Una accoglienza progressiva e sincera
Nella verifica concreta dei quattro grandi valori o costellazioni di valori che abbiamo prospettato, si possono evidenziare quelle che abbiamo chiamato all’inizio le “intenzioni” soggettive e le condizioni oggettive della chiamata vocazionale. Certamente non vanno qui proposti tali valori nella loro fase avanzata di assimilazione viva con la quale formano ormai parte della personalità di un consacrato. Vanno però misurati come semi che devono crescere o come segni che devono manifestarsi. Su questi valori si deve coltivare la formazione e su questi grandi atteggiamenti si dovrà in definitiva esercitare un discernimento personale, compiuto sempre: non dall’esterno o in maniera impositiva o all’ultimo momento quando si dichiara che tali segni non ci sono e quindi la persona non ha vocazione…; ma piuttosto mediante un dialogo paziente, una pedagogia illuminata da persona a persona, con tempo sufficiente per costatare in diverse tappe l’opportunità di una crescita, con le necessarie correzioni ed incoraggiamenti da parte dei formatori. Da parte del candidato che, se non è cieco o illuso, dovrà pur misurarsi nella verità con questi valori, si richiede capacità di accoglienza progressiva, docilità nell’apprendere ed assimilare i valori, disponibilità a dialogare con i formatori sull’effettiva crescita in questi valori spirituali senza i quali la vocazione è pura chimera anche con le più sacrosante intenzioni, e la volontà di continuare in un progetto di vita consacrata, senza la sicurezza di questi segni, è semplicemente il preludio di un fallimento vocazionale a breve o lunga scadenza.

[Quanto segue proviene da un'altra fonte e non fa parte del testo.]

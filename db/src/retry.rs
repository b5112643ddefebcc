use tracing::{debug, warn};

use abi::errors::{Error, ErrorKind, Result};
use abi::model::Record;

use crate::record::find;
use crate::store::DocumentStore;

/// load, mutate and write back through a versioned save.
///
/// A write that loses against a concurrent writer is retried from a fresh
/// load, at most `max_retries` times, after which the `Conflict` is returned.
/// `mutate` returns whether it changed anything; an unchanged record is
/// returned without writing.
pub async fn update_with_retry<T, F>(
    store: &dyn DocumentStore,
    id: &str,
    max_retries: u32,
    mut mutate: F,
) -> Result<T>
where
    T: Record,
    F: FnMut(&mut T) -> Result<bool> + Send,
{
    let mut attempt = 0;
    loop {
        let mut record: T = find(store, id)
            .await?
            .ok_or_else(|| Error::not_found_with_details(format!("{} {}", T::COLLECTION, id)))?;

        if !mutate(&mut record)? {
            debug!("{} {} unchanged, skip write", T::COLLECTION, id);
            return Ok(record);
        }

        match store.save_versioned(T::COLLECTION, record.to_doc()?).await {
            Ok(doc) => return T::from_doc(doc),
            Err(e) if e.kind() == ErrorKind::Conflict && attempt < max_retries => {
                attempt += 1;
                warn!(
                    "concurrent write on {} {}, retry {}/{}",
                    T::COLLECTION,
                    id,
                    attempt,
                    max_retries
                );
            }
            Err(e) => return Err(e),
        }
    }
}
use std::sync::Arc;

use tracing::debug;

use abi::errors::Result;
use abi::model::{Comment, Post};
use abi::utils;
use db::{insert, query, update_with_retry, DocumentStore};

/// likes and comments on posts; never touches users or messages
#[derive(Debug, Clone)]
pub struct EngagementManager {
    store: Arc<dyn DocumentStore>,
    max_retries: u32,
}

impl EngagementManager {
    pub fn new(store: Arc<dyn DocumentStore>, max_retries: u32) -> Self {
        Self { store, max_retries }
    }

    pub async fn create_post(&self, author_id: &str, content: &str) -> Result<Post> {
        let post = insert(self.store.as_ref(), &Post::new(author_id, content)).await?;
        debug!("post {:?} created by {}", post.id, author_id);
        Ok(post)
    }

    /// idempotent: a user appears in `likes` at most once
    pub async fn add_like(&self, post_id: &str, user_id: &str) -> Result<Post> {
        let user_id = user_id.to_string();
        update_with_retry(
            self.store.as_ref(),
            post_id,
            self.max_retries,
            |post: &mut Post| Ok(post.likes.insert(user_id.clone())),
        )
        .await
    }

    /// append the comment, stamped with the call time
    pub async fn add_comment(&self, post_id: &str, mut comment: Comment) -> Result<Post> {
        comment.created_at = utils::now_millis();
        if comment.id.is_none() {
            comment.id = Some(utils::gen_id());
        }

        let post = update_with_retry(
            self.store.as_ref(),
            post_id,
            self.max_retries,
            |post: &mut Post| {
                post.comments.push(comment.clone());
                Ok(true)
            },
        )
        .await?;
        debug!(
            "comment {:?} appended to post {}, {} in total",
            comment.id,
            post_id,
            post.comments.len()
        );
        Ok(post)
    }

    pub async fn posts_by_author(&self, author_id: &str) -> Result<Vec<Post>> {
        query(self.store.as_ref(), &[("author_id", author_id.into())]).await
    }

    pub async fn posts_liked_by(&self, user_id: &str) -> Result<Vec<Post>> {
        query(self.store.as_ref(), &[("likes", user_id.into())]).await
    }
}
//! Consistency rules that span several stored records: the friend-request
//! lifecycle with symmetric friend lists, idempotent likes with append-only
//! comments, and direct messages with monotonic read state.
//!
//! The store only guarantees per-record atomic writes. Read-modify-write
//! updates of users and posts go through versioned saves and are retried on
//! conflict; the two user writes of an accept stay independent and a failure
//! between them is repaired by [`RelationshipManager::reconcile`].

mod conversation;
mod engagement;
mod relationship;

use std::sync::Arc;

use abi::config::Config;
use db::DocumentStore;

pub use conversation::ConversationManager;
pub use engagement::EngagementManager;
pub use relationship::RelationshipManager;

/// the three managers wired to one store handle
#[derive(Debug, Clone)]
pub struct SocialCore {
    pub relationships: RelationshipManager,
    pub engagement: EngagementManager,
    pub conversations: ConversationManager,
}

impl SocialCore {
    pub fn new(store: Arc<dyn DocumentStore>, config: &Config) -> Self {
        Self {
            relationships: RelationshipManager::new(store.clone(), config.consistency.clone()),
            engagement: EngagementManager::new(store.clone(), config.consistency.max_retries),
            conversations: ConversationManager::new(store),
        }
    }
}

Per questo, deve rimanere assolutamente chiara e senza pregiudizi la missione ecclesiale di discernimento vocazionale da parte delle legittime autorità che rappresentano la Chiesa. Se Dio chiama e sceglie concede pure anche le grazie necessarie per una vocazione ecclesiale. Il discernimento allora è un atto squisitamente pervaso di “carità ecclesiale”, fatto per amore delle persone e per il bene della Chiesa. Dove si manifestano con chiarezza i segni della sequela, della vita di comunione, della comunione ecclesiale, della identificazione del carisma, sulla base di una sincera maturità umana per un dinamismo di crescita, si può ritenere che Dio chiama e si ha la sicurezza che la risposta da darsi non è una illusione ma un impegno che darà frutti abbondanti nella Chiesa.